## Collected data
▼▼▼

//! Data-driven content definitions and loaders.
//!
//! This crate loads static game content from RON/TOML data files:
//! - Game configuration (TOML)
//! - Unit models (RON)
//! - Item catalogs (RON)
//! - Map scenarios: ASCII layout plus placements (RON)
//!
//! Every loader produces `crawl-core` types directly via their serde derives.

#[cfg(feature = "loaders")]
pub mod loaders;

#[cfg(feature = "loaders")]
pub use loaders::{
    ConfigLoader, ContentFactory, ItemLoader, LoadResult, MapLoader, ModelLoader, Placement,
    Scenario, SpawnerPlacement,
};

▲▲▲

## Exercise description
Only an exact copy of all the data will do as the answer.

## Output of the exercise
//! Data-driven content definitions and loaders.
//!
//! This crate loads static game content from RON/TOML data files:
//! - Game configuration (TOML)
//! - Unit models (RON)
//! - Item catalogs (RON)
//! - Map scenarios: ASCII layout plus placements (RON)
//!
//! Every loader produces `crawl-core` types directly via their serde derives.

#[cfg(feature = "loaders")]
pub mod loaders;

#[cfg(feature = "loaders")]
pub use loaders::{
    ConfigLoader, ContentFactory, ItemLoader, LoadResult, MapLoader, ModelLoader, Placement,
    Scenario, SpawnerPlacement,
};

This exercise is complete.